Fig. 4.

tTA causes mild lipodystrophy with modest metabolic anomalies. (A) The Pparg^tTA allele contains an exact replica of the IRES, tTA, Pgk-neo, and synthetic polyA modules of the Pparg^ldi allele, targeted to the same location within the second coding exon of the Pparg gene. (B) Southern blots of BamHI-digested genomic DNA hybridized to 5′ and 3′ external probes. Correctly targeted Pparg^tTA/+ ES cell clones (T) exhibit the digestion patterns predicted in A. (C) A Northern blot of two WT (+/+) and two Pparg^tTA/+ EFPs was hybridized the 5′ Pparg cDNA probe, as described in Fig. 1C. Pparg^tTA/+ WAT expresses the same AF1-IRES-tTA fusion transcript seen in Pparg^ldi/+ fat. (D–K) BAT (D and E), skin (F and G), EFPs (H and I), and WAT (J and K) from 10-wk-old WT (D, F, H, and J) and Pparg^tTA/+ (E, G, I, and K) males.
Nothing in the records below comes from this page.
use std::collections::HashMap;
use std::path::Path;
use std::sync::{Arc, Mutex};

use async_trait::async_trait;
use chrono::Utc;
use tokio_util::sync::CancellationToken;

use daia_agent::history::NormalizeOptions;
use daia_agent::pipeline::{
    build_message_flow, Action, ChatModel, DispatchError, FetchError, FetchedHistory, FlowDeps,
    HistorySource, OutgoingMessage, PipelineError, RenderError, RenderedImage, ReplyTarget,
    ResponseSink, SharedContext, TableRenderer,
};
use daia_agent::provider::{Message, ProviderError, Role};
use daia_agent::table::TableData;
use daia_core::settings::{RuntimeSettings, SettingsData};
use daia_core::types::{InboundMessage, RawHistoryEntry};

const BOT_ID: u64 = 1;
const TABLE: &str = "| name | score |\n|---|---|\n| ana | 3 |";

enum History {
    Entries(FetchedHistory),
    Forbidden,
}

struct FakeHistory {
    history: History,
    requested_limit: Mutex<Option<u32>>,
}

impl FakeHistory {
    fn with(entries: Vec<RawHistoryEntry>, table_map: HashMap<String, String>) -> Arc<Self> {
        Arc::new(Self {
            history: History::Entries(FetchedHistory { entries, table_map }),
            requested_limit: Mutex::new(None),
        })
    }

    fn forbidden() -> Arc<Self> {
        Arc::new(Self {
            history: History::Forbidden,
            requested_limit: Mutex::new(None),
        })
    }
}

#[async_trait]
impl HistorySource for FakeHistory {
    async fn fetch(
        &self,
        _channel_id: u64,
        _message_id: u64,
        limit: u32,
    ) -> Result<FetchedHistory, FetchError> {
        *self.requested_limit.lock().unwrap() = Some(limit);
        match &self.history {
            History::Entries(h) => Ok(h.clone()),
            History::Forbidden => Err(FetchError::Forbidden("missing access".into())),
        }
    }
}

#[derive(Default)]
struct FakeModel {
    reply: Option<String>,
    calls: Mutex<Vec<(String, String, Vec<Message>)>>,
}

impl FakeModel {
    fn replying(text: &str) -> Arc<Self> {
        Arc::new(Self {
            reply: Some(text.to_string()),
            ..Self::default()
        })
    }

    fn failing() -> Arc<Self> {
        Arc::new(Self::default())
    }
}

#[async_trait]
impl ChatModel for FakeModel {
    fn label(&self) -> &'static str {
        "fake"
    }

    async fn invoke(
        &self,
        prompt: &str,
        system_prompt: &str,
        history: &[Message],
    ) -> Result<String, ProviderError> {
        self.calls.lock().unwrap().push((
            prompt.to_string(),
            system_prompt.to_string(),
            history.to_vec(),
        ));
        self.reply.clone().ok_or(ProviderError::Api {
            status: 500,
            message: "upstream exploded".into(),
        })
    }
}

#[derive(Default)]
struct RecordingSink {
    reject: bool,
    sent: Mutex<Vec<(ReplyTarget, OutgoingMessage)>>,
}

#[async_trait]
impl ResponseSink for RecordingSink {
    async fn deliver(
        &self,
        target: ReplyTarget,
        message: OutgoingMessage,
    ) -> Result<(), DispatchError> {
        if self.reject {
            return Err(DispatchError::Rejected("missing permissions".into()));
        }
        self.sent.lock().unwrap().push((target, message));
        Ok(())
    }
}

struct PngRenderer;

#[async_trait]
impl TableRenderer for PngRenderer {
    async fn render(&self, table: &TableData) -> Result<RenderedImage, RenderError> {
        if table.headers.is_empty() {
            return Err(RenderError("empty header".into()));
        }
        Ok(RenderedImage {
            filename: "whatever.png".into(),
            bytes: b"\x89PNG".to_vec(),
        })
    }
}

struct Harness {
    history: Arc<FakeHistory>,
    model: Arc<FakeModel>,
    sink: Arc<RecordingSink>,
    renderer: Option<Arc<dyn TableRenderer>>,
    max_chars: usize,
}

impl Harness {
    fn new(history: Arc<FakeHistory>, model: Arc<FakeModel>) -> Self {
        Self {
            history,
            model,
            sink: Arc::new(RecordingSink::default()),
            renderer: Some(Arc::new(PngRenderer)),
            max_chars: 2000,
        }
    }

    async fn run(
        &self,
        artifact_dir: &Path,
        message_id: u64,
    ) -> (Result<daia_agent::pipeline::RunOutcome, PipelineError>, SharedContext) {
        let flow = build_message_flow(FlowDeps {
            history: self.history.clone(),
            model: self.model.clone(),
            renderer: self.renderer.clone(),
            sink: self.sink.clone(),
            settings: Arc::new(RuntimeSettings::in_memory(SettingsData::default())),
            base_prompt: "You are a test bot.".into(),
            contextual_prompt: true,
            normalize: NormalizeOptions::default(),
            max_chars: self.max_chars,
            artifact_dir: artifact_dir.to_path_buf(),
        });
        let mut ctx = SharedContext::new(inbound(message_id), BOT_ID, "2025-03-01 12:00:00 +00:00".into());
        let result = flow.run(&mut ctx, &CancellationToken::new()).await;
        (result, ctx)
    }

    fn sent(&self) -> Vec<OutgoingMessage> {
        self.sink
            .sent
            .lock()
            .unwrap()
            .iter()
            .map(|(_, m)| m.clone())
            .collect()
    }
}

fn inbound(message_id: u64) -> InboundMessage {
    InboundMessage {
        message_id,
        channel_id: 900,
        guild_id: Some(800),
        author_id: 7,
        author_name: "ana".into(),
        content: "what are the scores?".into(),
        created_at: Utc::now(),
    }
}

fn dir_entries(dir: &Path) -> usize {
    std::fs::read_dir(dir).unwrap().count()
}

#[tokio::test]
async fn fetch_failure_skips_the_model_and_posts_a_notice() {
    let h = Harness::new(FakeHistory::forbidden(), FakeModel::replying("unused"));
    let dir = tempfile::tempdir().unwrap();

    let (result, ctx) = h.run(dir.path(), 10).await;
    let outcome = result.unwrap();

    assert_eq!(outcome.visited, vec!["fetch_history", "send_response"]);
    assert_eq!(outcome.action, Action::Sent);
    assert!(h.model.calls.lock().unwrap().is_empty());

    let sent = h.sent();
    assert_eq!(sent.len(), 1);
    assert!(sent[0].reply);
    assert_eq!(
        sent[0].content.as_deref(),
        Some("I couldn't read this channel's history, so I can't answer right now.")
    );
    assert_eq!(ctx.delivered, Some(true));
}

#[tokio::test]
async fn plain_reply_goes_through_every_stage() {
    let history = FakeHistory::with(
        vec![
            RawHistoryEntry::from_user(8, 7, "ana", "hello"),
            RawHistoryEntry::from_bot(9, "hi ana"),
        ],
        HashMap::new(),
    );
    let h = Harness::new(history, FakeModel::replying("Three points so far."));
    let dir = tempfile::tempdir().unwrap();

    let (result, _) = h.run(dir.path(), 10).await;
    let outcome = result.unwrap();

    assert_eq!(
        outcome.visited,
        vec![
            "fetch_history",
            "process_history",
            "system_prompt",
            "llm_chat",
            "extract_tables",
            "send_response"
        ]
    );
    assert_eq!(*h.history.requested_limit.lock().unwrap(), Some(12));

    let calls = h.model.calls.lock().unwrap();
    let (prompt, system, turns) = &calls[0];
    assert_eq!(prompt, "ana: what are the scores?");
    assert!(system.starts_with("You are a test bot.\n\nPriority Contextual System Guidance:"));
    assert!(system.contains("Current participants: ana."));
    assert_eq!(turns.len(), 2);
    assert_eq!(turns[0].role, Role::User);
    assert_eq!(turns[1].role, Role::Assistant);

    let sent = h.sent();
    assert_eq!(sent.len(), 1);
    assert_eq!(sent[0].content.as_deref(), Some("Three points so far."));
    assert!(sent[0].files.is_empty());
}

#[tokio::test]
async fn tables_round_trip_through_attachments() {
    let reply = format!("Here you go:\n\n{TABLE}\n\nDone.");
    let h = Harness::new(FakeHistory::with(Vec::new(), HashMap::new()), FakeModel::replying(&reply));
    let dir = tempfile::tempdir().unwrap();

    let (result, ctx) = h.run(dir.path(), 500).await;
    let outcome = result.unwrap();
    assert!(outcome.visited.contains(&"render_tables"));

    let sent = h.sent();
    assert_eq!(sent.len(), 1);
    let placeholder_text =
        "Here you go:\n\n> `[daia_replaced_table_500_1_as_image]`\n\nDone.".to_string();
    assert_eq!(sent[0].content.as_ref(), Some(&placeholder_text));

    let names: Vec<_> = sent[0].files.iter().map(|f| f.filename.as_str()).collect();
    assert_eq!(names, vec!["table_1.png", "daia_replaced_table_500_1.md"]);
    assert_eq!(sent[0].files[1].data, TABLE.as_bytes());

    // Artifacts are gone once the reply is out.
    assert_eq!(dir_entries(dir.path()), 0);
    assert!(ctx.artifacts.is_empty());

    // Next turn: the bot's message comes back with its .md attachment
    // resolved, and the model sees the real table again.
    let mut table_map = HashMap::new();
    table_map.insert("500_1".to_string(), TABLE.to_string());
    let history = FakeHistory::with(
        vec![
            RawHistoryEntry::from_user(499, 7, "ana", "show scores"),
            RawHistoryEntry::from_bot(500, &placeholder_text),
        ],
        table_map,
    );
    let next = Harness::new(history, FakeModel::replying("ok"));
    next.run(dir.path(), 501).await.0.unwrap();

    let calls = next.model.calls.lock().unwrap();
    let turns = &calls[0].2;
    assert_eq!(turns[1].role, Role::Assistant);
    assert_eq!(turns[1].content, format!("Here you go:\n\n{TABLE}\n\nDone."));
}

#[tokio::test]
async fn without_a_renderer_tables_ship_as_markdown_only() {
    let reply = format!("{TABLE}\n");
    let mut h = Harness::new(FakeHistory::with(Vec::new(), HashMap::new()), FakeModel::replying(&reply));
    h.renderer = None;
    let dir = tempfile::tempdir().unwrap();

    let (result, _) = h.run(dir.path(), 42).await;
    assert_eq!(result.unwrap().action, Action::Sent);

    let sent = h.sent();
    assert_eq!(sent.len(), 1);
    let names: Vec<_> = sent[0].files.iter().map(|f| f.filename.as_str()).collect();
    assert_eq!(names, vec!["daia_replaced_table_42_1.md"]);
}

#[tokio::test]
async fn model_error_aborts_without_sending() {
    let h = Harness::new(FakeHistory::with(Vec::new(), HashMap::new()), FakeModel::failing());
    let dir = tempfile::tempdir().unwrap();

    let (result, ctx) = h.run(dir.path(), 10).await;
    assert!(matches!(result, Err(PipelineError::Model(ProviderError::Api { status: 500, .. }))));
    assert!(h.sent().is_empty());
    assert!(ctx.delivered.is_none());
}

#[tokio::test]
async fn rejected_send_fails_but_still_cleans_up() {
    let reply = format!("Numbers:\n\n{TABLE}\n");
    let mut h = Harness::new(FakeHistory::with(Vec::new(), HashMap::new()), FakeModel::replying(&reply));
    h.sink = Arc::new(RecordingSink {
        reject: true,
        ..RecordingSink::default()
    });
    let dir = tempfile::tempdir().unwrap();

    let (result, ctx) = h.run(dir.path(), 11).await;
    let outcome = result.unwrap();
    assert_eq!(outcome.last_node, "send_response");
    assert_eq!(outcome.action, Action::Failed);
    assert_eq!(ctx.delivered, Some(false));
    assert_eq!(dir_entries(dir.path()), 0);
}

#[tokio::test]
async fn long_reply_is_split_with_reply_first() {
    let reply = "First sentence here. Second sentence here. Third sentence here.";
    let mut h = Harness::new(FakeHistory::with(Vec::new(), HashMap::new()), FakeModel::replying(reply));
    h.max_chars = 25;
    let dir = tempfile::tempdir().unwrap();

    h.run(dir.path(), 12).await.0.unwrap();

    let sent = h.sent();
    assert!(sent.len() >= 2);
    assert!(sent[0].reply);
    assert!(sent[1..].iter().all(|m| !m.reply));
    assert!(sent
        .iter()
        .all(|m| m.content.as_ref().map_or(0, |c| c.chars().count()) <= 25));
}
BAT exhibits approximately the same phenotype of Pparg^ldi/+ mice (see Fig. 2C), whereas subdermal fat and WAT exhibit a markedly attenuated phenotype (compare with Fig. 2 D, I, and J. (Scale bars: D, E, J, and K, 50 μm; F and G, 250 μm.) (L and M) Fasting triglyceride (L) and insulin (M) levels in 5.5-wk-old WT, Pparg^tTA/+, and Pparg^ldi/+ males (n = 5–6 mice). All cohorts were born within the same week and assayed simultaneously. Notice the intermediate hypertriglyceridemic and hyperinsulinemic phenotypes of Pparg^tTA/+ compared with Pparg^ldi/+ mice. * and **, levels of both analytes are significantly different in each strain compared with the other two (P < 0.05).